Sunday, June 2, 2013

21. Taken - Erin Bowman

#1 in what I'm sure will be a series
Genre: Fantasy
Goodreads Rating: 3.78 (over 1400 ratings)
My Rating: 4.5 Liked it a whole lot
Acquired: TPPL
Setting: Eastern US in the future
1st sentence/s: "Today is the last day I will see my brother."

My comments:  4.5. Good story. Really good story. I'm sure this is the first in a series, and I'll be the first in line to grab the next one. Erin Bowman has set up a love triangle, a move to a new setting, and the possibility of adding new characters to an already strong list. There are so many dystopian novels out there now that it boggles me how many new plot ideas and scenarios authors can come up with. I really liked this one a lot.
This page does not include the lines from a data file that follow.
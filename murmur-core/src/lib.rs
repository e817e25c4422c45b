//! # Murmur - Engagement and Memory Core for Always-On Agents
//!
//! Murmur decides, for a conversational agent sitting in group chats, *when*
//! it should speak and *what it remembers*:
//! - A per-scope heartbeat/tension state machine governing spontaneous
//!   participation
//! - A bounded conversation window with crash-safe backfill
//! - A durable append-only long-term memory log
//! - A fixed-order pipeline with pluggable observation hooks
//!
//! ## Quick Start
//!
//! ```rust,no_run
//! use murmur_core::prelude::*;
//! use std::sync::Arc;
//!
//! struct Quiet;
//!
//! #[async_trait::async_trait]
//! impl Agent for Quiet {
//!     async fn respond(&self, _request: &AgentRequest) -> Result<AgentReply> {
//!         Ok(AgentReply::decline())
//!     }
//! }
//!
//! #[tokio::main]
//! async fn main() -> Result<()> {
//!     let config = MurmurConfig::load()?;
//!     let orchestrator = Orchestrator::from_config(&config, Arc::new(Quiet)).await?;
//!
//!     // Unaddressed chatter warms the heartbeat; a mention always escalates
//!     orchestrator.process("anyone around?", false, "qq_group", Some("42")).await;
//!     let reply = orchestrator.process("hey bot", true, "qq_group", Some("42")).await;
//!     assert!(reply.is_none());
//!
//!     Ok(())
//! }
//! ```
//!
//! ## Architecture
//!
//! - **memory**: durable JSON-lines log, the source of truth for history
//! - **engagement**: heartbeat/tension per scope, persisted to SQLite
//! - **context**: bounded windows over the memory log's tail
//! - **workflow**: Adapter → Router → Engagement → Context → Agent

pub mod config;
pub mod context;
pub mod engagement;
pub mod error;
pub mod memory;
pub mod message;
pub mod workflow;

/// Current library version
pub const VERSION: &str = env!("CARGO_PKG_VERSION");

/// Re-export commonly used types
pub mod prelude {
    pub use crate::config::{
        ConfigBuilder, ContextConfig, EngagementConfig, MemoryConfig, MurmurConfig, StoreConfig,
        WorkflowConfig,
    };
    pub use crate::context::{ContextEngine, ContextSnapshot, ContextWindow};
    pub use crate::engagement::{
        AlwaysRelated, EngagementDecision, EngagementPhase, EngagementRecord, EngagementState,
        EngagementStore, Escalation, FixedSampler, InMemoryEngagementStore, KeywordOverlap,
        RandomSampler, RelevancePredicate, SqliteEngagementStore, TenseOrigin, TriggerSampler,
    };
    pub use crate::error::{MurmurError, Result};
    pub use crate::memory::{JsonlMemoryLog, MemoryLog, MemoryRecord};
    pub use crate::message::{DEFAULT_SCOPE, Message, scope_key};
    pub use crate::workflow::{
        Agent, AgentReply, AgentRequest, DefaultRouter, HookRegistry, InboundEvent, LoggingHook,
        Normalized, Orchestrator, OrchestratorBuilder, ReplyMode, Router, StructuredCommand,
        WorkflowEvent, WorkflowHook,
    };
}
Goodreads Review:  There are no men in Claysoot. There are boys—but every one of them vanishes at midnight on his eighteenth birthday. The ground shakes, the wind howls, a blinding light descends…and he’s gone.  They call it the Heist.  Gray Weathersby’s eighteenth birthday is mere months away, and he’s prepared to meet his fate–until he finds a strange note from his mother and starts to question everything he’s been raised to accept: the Council leaders and their obvious secrets. The Heist itself. And what lies beyond the Wall that surrounds Claysoot–a structure that no one can cross and survive.  Climbing the Wall is suicide, but what comes after the Heist could be worse. Should he sit back and wait to be taken–or risk everything on the hope of the other side?